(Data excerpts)
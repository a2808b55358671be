use std::path::Path;

use anyhow::{Context, Result};
use dtc::{DEFAULT_MAX_BATCH_SIZE, DtcParams, ExecutionContext, ExecutionMode, ZneConfig};
use serde::Deserialize;

/// Chain couplings; the evolution time follows from `steps`.
#[derive(Debug, Clone, Deserialize)]
pub struct Lattice {
    pub n: usize,
    pub j: f64,
    pub dt: f64,
    pub lamb: f64,
    pub omega: f64,
    pub h: f64,
}

fn default_site() -> usize {
    1
}

fn default_batch_size() -> usize {
    DEFAULT_MAX_BATCH_SIZE
}

#[derive(Debug, Clone, Deserialize)]
pub struct RunConfig {
    pub lattice: Lattice,
    /// Last Trotter step of the series; steps `0..=steps` are evaluated.
    pub steps: usize,
    #[serde(default = "default_site")]
    pub site: usize,
    pub shots: u64,
    #[serde(default)]
    pub mode: ExecutionMode,
    #[serde(default)]
    pub zne: Option<ZneConfig>,
    #[serde(default = "default_batch_size")]
    pub max_batch_size: usize,
}

impl RunConfig {
    pub fn load(path: &Path) -> Result<Self> {
        let text = std::fs::read_to_string(path)
            .with_context(|| format!("Failed to read config file: {}", path.display()))?;
        serde_yaml::from_str(&text).with_context(|| format!("Invalid config in {}", path.display()))
    }

    pub fn params_at(&self, step: usize) -> DtcParams {
        let l = &self.lattice;
        DtcParams {
            n: l.n,
            j: l.j,
            t: step as f64 * l.dt,
            dt: l.dt,
            lamb: l.lamb,
            omega: l.omega,
            h: l.h,
        }
    }

    pub fn context(&self) -> Result<ExecutionContext> {
        Ok(ExecutionContext::new(self.shots, self.mode.clone())?)
    }
}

▶ **Work item**:
Only the lines containing "RunConfig" are needed; copy each of them from the data.

▶ **Response to the task**:
pub struct RunConfig {
impl RunConfig {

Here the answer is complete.